Most companies I deal with suck. From the vendor and manufacturer of my microwave to my DNS provider. Our blame-the-victim culture combined with hiring the absolute bottom of the barrel for every possible position means that I only rarely encounter a company I find even remotely useful.
When I do, they stick in my mind. So late at night, when I scrabbling around thinking "I really should write an article," every so often I decide to balance all the negative press we read in the world with something more upbeat. Tell a tale of being happy with your vendor/service provider for once.
No advertising involved; just a weird personality quirk that dislike "all negative all the time" in my morning newspaper.
...since I use Sherweb for my hosted Exchange service. One single, sad, solitary ("Forever Alone?") mailbox, yet on the only two occasions (over some years) when I have observed an outage they have kept me apprised of progress at each stage via alternate means of contact and behaved with impeccable professionalism throughout.
I used to work for one of the "tech giants" (not mentioned here, but you know them). They used to work on tiny margins - each of their (aggregated) millions of users generated something like $10 a year in revenue, so it only takes one phone call and that user starts costing the company money. Hence, they try to dissuade users from phoning them. My point is that just because they own and run thousands upon thousands of servers doesn't mean they're making so much money they can offer the personal touch to every one of their millions of users.
The likes of EasyDNS probably don't make a load off each domain they sell/operate either, but as a customer who pays them directly, they have a clearer relationship and responsibilities to you. If they have to charge you $11 instead of $10 to run a domain, then you're probably happy to pay the increase, knowing they're going to answer the phone to you.
That said, post mortems are a significant weakness in IT generally, and the "tech giants" are no exception. In their defence, because they do run thousands of machines for millions of users, it's not always obvious what the exact problem was, or indeed what internal policies to change to mitigate the problem until days, or even weeks later. Still, one is left wondering if "better late than never" might be of benefit.
As a micro-anecdote, yesterday at my current employer we had a dev box fail, knocking out a load of users. This is just one, straight forward, self-contained machine with a handful of users that are across the office from us admins. Even now, we can't give a clear post mortem of what went wrong, and not for want of trying - we have genuinely spent some time looking into it. Sometimes even simplicity isn't a basis for being able to provide decent post mortems. Sometimes sh1t just happens.
Something I really struggle with (given that I have to know why something broke) is that sometimes you need to do such an indepth post mortem that it may not be worth the cost of paying someone to do it.
Take your outage, say that cost the business £50 (made up number), if it's going to take you hours to thoroughly investigate then it may be better to accept that there's probably a small chance of it happening again (given you can't find anything too obvious) than to delve to the bottom.
It's not something I've ever been any good at, if something breaks I need to know why. But it's something I've come across in my (soon to end!) current employment.
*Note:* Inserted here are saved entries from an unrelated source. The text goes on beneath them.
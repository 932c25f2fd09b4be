pub mod analytics;
pub mod api;
pub mod auth;
pub mod config;
pub mod models;
pub mod storage;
Who used to interrupt my recovery work with "I need to know why this happened."
I used to ask if it was not more important to get the thing working again.
In my particular 40-50-user environment, with a small IT dept, it would have taken the sort of support contract that included sending off memory dumps for analysis. No, we did not have that kind of support. Nor would he have understood the answers if we had. Not sure I would have, to be honest!
Of course, being a Unix site, this kind of stuff didn't happen often anyway.
Totally agree with you. However, keeping customers informed through a number of channels (blog, Twitter, etc) should be a good way to reduce the numbers of customer calls, shouldn't it? So why can't large companies do this properly? I would wager that's because they didn't spend the money having a disaster handling plan and when sh1t happens, it's complete panic. It could be as simple to have a named member of staff in PR tasked with sending regular updates during an outage to ensure that fewer customers pick up the phone.
or still have the intention to do so.
When I became customer of my mobile provider, they were a small company with not too many customers, and support was great, got live person to chat/mail with, and issues got resolved in the blink of an eye.
Now they've grown quite a bit, they start to behave more and more like the other big providers: mails take long to get an answer, if any, and news/info gets out slowly.
I guess many growing companies don't see that when their customer base goes x10 or more, maybe their support staff should follow a similar curve....
Any company can have a golden period where just the right people fill every critical post. Then one day some clueless jobsworth takes over and moves all the people round. Some leave due to the new culture of ignorance being developed. The rest get on with their new roll as some sort of customer liason while looking back at the flailing idiots now doing all the critical stuff. Rant over.
Is how they handle problems (and there will always be problems). The poor ones hide under the bed and hope it will all go away before anyone notices (occasionally they may get lucky). The good ones say something like:
(a) this is the problem;
(b) this is what we're doing to fix it;
(c) this is how long we expect it to take; and
(d) here are 3 options we can follow while the problem lasts.
A little later they should come back with:
(e) this is what happened; and
(f) this is what we're doing to prevent a recurrence.
It isn't difficult, but it seems to be beyond the capacity of quite a few suppliers (both large and small).
I've worked for a few small companies and as it's small a) the support team is too small to have low-level grunts who follow scripts - basically you're getting through to a 3rd line engineer straight away b) the support team can take a 10 second stroll over to the devs/technical director and get answers quickly if needed, or even c) developers will be covering support at times (eg one support guy and if he's on the phone it will roll over to the junior dev).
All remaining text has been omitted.